Somehow, nothing cracked—not my phone or my mind—even through the semi-easy first skate together. I spent time getting to know the new freshmen, apologizing for being the absentee captain over summer intensive camps, and thanking Holden, a defenseman who’d taken up as my alternate after the injury.

Coach had asked Bennett to be captain more times than I could count, but he refused each time.

I’m not sweating as much now, at least not from anxiety—more from the hard pace as I round the rink, working the puck on my stick on the sharp turns before hitting a quick stop as Freddy takes off, our relay team quicker, smoother than the others.

Practice is officially over, but that only means it’s my time for team-building drills before the conditioning stretches.

Leaning against the boards, I lift my chin toward Bennett where he sits with his cage off, spraying water into his mouth.

“They look good.”

Bennett nods. “Better than this summer. That Sinclair kid’s quick as fuck.”

“Yeah?” I smirk at his clearly displeased face. “Got a wicked backhand too.”

Bennett shakes his head again, left shoulder twitching up to his ear, even if it only shifts his pads a hair. “You caught that, yeah? Had to get used to the zigzag he runs for it, but he’s only gotten a few past me. He’s killing Mercy.”

That makes me smile a little, flicking a glance at Bennett’s tandem, Connor Mercer. He looks exhausted and soaked, having already emptied his water bottle over his head.

“Mercy needed a little knocking down.”

“Coach wants to start him more this season, and trade off more games.”

That does make me pause, but instead of offering a reaction—because I know Ben—I only flick up an eyebrow.

He shrugs. “Doesn’t bother me.”

“Scouts?”

“They’ll see me. They saw me last year too.” He takes another swig of his water. “Besides, we’re supposed to be a tandem and I played twenty-six out of thirty-four games last year in regular season.”

“Because you’re near perfect.”

He shrugs.

Freddy skates up, heaving breaths through a smirk as he pulls his own cage off. “What are we talking about, ladies?”

“Bennett’s not talking to you after that stupid shit you were pulling in the shootout drills.”

My tone is filled with unreleased laughter, but Ben looks like he might be ready to snap Freddy’s stick, if not his spine.

“C’mon, Reiner, you can’t be mad at me for keeping you on your toes.”

“I was in butterfly for so long I thought I pulled something, you blockhead.”
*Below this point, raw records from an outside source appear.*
// cminus: C-minus scanner and parser

mod cli;

use clap::Parser;
use cminus::{driver, Error};
use std::io::{self, BufWriter};
use std::process::ExitCode;
use tracing_subscriber::prelude::*;
use tracing_subscriber::EnvFilter;

use cli::Cli;

fn main() -> ExitCode {
    let cli = Cli::parse();

    // Logs go to stderr
    tracing_subscriber::registry()
        .with(
            tracing_subscriber::fmt::layer()
                .with_writer(io::stderr)
                .without_time(),
        )
        .with(EnvFilter::new(cli.log_level()))
        .init();

    match run(&cli) {
        Ok(()) => ExitCode::SUCCESS,
        Err(e) => {
            eprintln!("{}", e);
            ExitCode::FAILURE
        }
    }
}

fn run(cli: &Cli) -> Result<(), Error> {
    let path = cli.source.as_deref().ok_or(Error::MissingSource)?;
    let source = driver::load(path)?;

    let stdout = io::stdout();
    let mut out = BufWriter::new(stdout.lock());
    driver::run(&source, &cli.options(), &mut out)
}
Freddy raises his hands in surrender. “Not my fault the freshies want to be just like me.”

“You had your entire team of fucking wingers dangling all over my zone.”

“You did?” I ask, smiling despite Bennett’s seething tone. “They all just did what you said?”

“Just call me Daddy.” Freddy’s smirk grows teeth and gleams like the sheet of ice we’re standing on. Holden gags, only catching that last golden nugget of our conversation.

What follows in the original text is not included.